=== EXERCISE ===
Copy exactly the stretch of data below from the line with "pub struct LicenseImportSummary" through the line with "name + vendor.", including both of those lines.

[Extracted records]
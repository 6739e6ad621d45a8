use sha2::{Digest, Sha256};

use rusqlite::Connection;
use serde::{Deserialize, Serialize};

use crate::domain::ValidationWarning;
use crate::error::AppError;
use crate::normalize::timestamps::normalize_timestamp;
use crate::repo::{find_license_id_by_fingerprint, insert_license, update_license, NewLicense};

/// Maps CSV column headers to license fields. `name` is the only required
/// column; everything else is nullable.
#[derive(Debug, Clone, Serialize, Deserialize, PartialEq, Eq)]
pub struct LicenseCsvMapping {
    pub external_id: Option<String>,
    pub name: String,
    pub vendor: Option<String>,
    pub category: Option<String>,
    pub seats_purchased: Option<String>,
    pub seats_assigned: Option<String>,
    pub expires_at: Option<String>,
}

#[derive(Debug, Clone, Serialize, Deserialize, PartialEq, Eq)]
pub struct LicenseImportConflict {
    pub row: usize,
    pub reason: String,
    pub external_id: Option<String>,
}

#[derive(Debug, Clone, Serialize, Deserialize, PartialEq, Eq)]
pub struct LicenseImportSummary {
    pub inserted: usize,
    pub updated: usize,
    pub skipped: usize,
    pub conflicts: Vec<LicenseImportConflict>,
    pub warnings: Vec<ValidationWarning>,
}

fn normalize_for_fingerprint(value: &str) -> String {
    value
        .split_whitespace()
        .collect::<Vec<_>>()
        .join(" ")
        .trim()
        .to_lowercase()
}

/// Stable license identity for import dedup: normalized name + vendor.
/// Re-importing the same export updates records instead of duplicating them.
pub fn license_fingerprint(name: &str, vendor: Option<&str>) -> String {
    let payload = format!(
        "name={}|vendor={}",
        normalize_for_fingerprint(name),
        normalize_for_fingerprint(vendor.unwrap_or(""))
    );
    let digest = Sha256::digest(payload.as_bytes());
    hex::encode(digest)
}

fn get<'a>(
    row: &'a csv::StringRecord,
    headers: &'a csv::StringRecord,
    header_name: &str,
) -> Option<&'a str> {
    headers
        .iter()
        .position(|h| h == header_name)
        .and_then(|idx| row.get(idx))
        .map(|v| v.trim())
        .filter(|v| !v.is_empty())
}

fn parse_seats(
    raw: Option<&str>,
    field: &str,
    row: usize,
    warnings: &mut Vec<ValidationWarning>,
) -> Option<i64> {
    let s = raw?;
    match s.parse::<i64>() {
        Ok(v) if v >= 0 => Some(v),
        Ok(v) => {
            warnings.push(
                ValidationWarning::new(
                    "INGEST_SEATS_NEGATIVE",
                    format!("Negative {field} in row {row}"),
                )
                .with_details(format!("value={v}")),
            );
            None
        }
        Err(e) => {
            warnings.push(
                ValidationWarning::new(
                    "INGEST_SEATS_PARSE_FAILED",
                    format!("Failed to parse {field} in row {row}"),
                )
                .with_details(format!("value={s}; err={e}")),
            );
            None
        }
    }
}

/// Import licenses from CSV text. Rows are matched to existing records by
/// fingerprint: matches update in place, the rest insert. Rows without a
/// usable name are recorded as conflicts and skipped; the import itself only
/// fails on store errors.
pub fn import_licenses_csv(
    conn: &mut Connection,
    csv_text: &str,
    mapping: &LicenseCsvMapping,
    now: &str,
) -> Result<LicenseImportSummary, AppError> {
    let mut reader = csv::ReaderBuilder::new()
        .has_headers(true)
        .from_reader(csv_text.as_bytes());
    let headers = reader
        .headers()
        .map_err(|e| {
            AppError::new("INGEST_CSV_HEADERS_FAILED", "Failed to read CSV headers")
                .with_details(e.to_string())
        })?
        .clone();

    let mut summary = LicenseImportSummary {
        inserted: 0,
        updated: 0,
        skipped: 0,
        conflicts: Vec::new(),
        warnings: Vec::new(),
    };

    let tx = conn.transaction().map_err(|e| {
        AppError::new("DB_TX_FAILED", "Failed to start import transaction")
            .with_details(e.to_string())
    })?;

    for (i, record) in reader.records().enumerate() {
        let row_no = i + 2; // 1-based, after the header row
        let record = match record {
            Ok(r) => r,
            Err(e) => {
                summary.skipped += 1;
                summary.conflicts.push(LicenseImportConflict {
                    row: row_no,
                    reason: format!("Unreadable CSV row: {e}"),
                    external_id: None,
                });
                continue;
            }
        };

        let external_id = mapping
            .external_id
            .as_deref()
            .and_then(|h| get(&record, &headers, h))
            .map(|s| s.to_string());

        let Some(name) = get(&record, &headers, &mapping.name) else {
            summary.skipped += 1;
            summary.conflicts.push(LicenseImportConflict {
                row: row_no,
                reason: "Missing license name".to_string(),
                external_id,
            });
            continue;
        };

        let vendor = mapping
            .vendor
            .as_deref()
            .and_then(|h| get(&record, &headers, h))
            .map(|s| s.to_string());
        let category = mapping
            .category
            .as_deref()
            .and_then(|h| get(&record, &headers, h))
            .map(|s| s.to_string());

        let seats_purchased = parse_seats(
            mapping
                .seats_purchased
                .as_deref()
                .and_then(|h| get(&record, &headers, h)),
            "seats_purchased",
            row_no,
            &mut summary.warnings,
        );
        let seats_assigned = parse_seats(
            mapping
                .seats_assigned
                .as_deref()
                .and_then(|h| get(&record, &headers, h)),
            "seats_assigned",
            row_no,
            &mut summary.warnings,
        );

        let (expires_at, expires_at_raw) = match mapping
            .expires_at
            .as_deref()
            .and_then(|h| get(&record, &headers, h))
        {
            Some(raw) => {
                let normalized =
                    normalize_timestamp("expires_at", raw, &mut summary.warnings);
                (normalized.canonical_rfc3339_utc, normalized.raw)
            }
            None => (None, None),
        };

        let fingerprint = license_fingerprint(name, vendor.as_deref());
        let license = NewLicense {
            external_id,
            fingerprint: fingerprint.clone(),
            name: name.to_string(),
            vendor,
            category,
            seats_purchased,
            seats_assigned,
            expires_at,
            expires_at_raw,
        };

        match find_license_id_by_fingerprint(&tx, &fingerprint)? {
            Some(id) => {
                update_license(&tx, id, &license)?;
                summary.updated += 1;
            }
            None => {
                insert_license(&tx, &license, now)?;
                summary.inserted += 1;
            }
        }
    }

    tx.commit().map_err(|e| {
        AppError::new("DB_TX_FAILED", "Failed to commit import transaction")
            .with_details(e.to_string())
    })?;

    Ok(summary)
}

=== SOLUTION ===
pub struct LicenseImportSummary {
    pub inserted: usize,
    pub updated: usize,
    pub skipped: usize,
    pub conflicts: Vec<LicenseImportConflict>,
    pub warnings: Vec<ValidationWarning>,
}

fn normalize_for_fingerprint(value: &str) -> String {
    value
        .split_whitespace()
        .collect::<Vec<_>>()
        .join(" ")
        .trim()
        .to_lowercase()
}

/// Stable license identity for import dedup: normalized name + vendor.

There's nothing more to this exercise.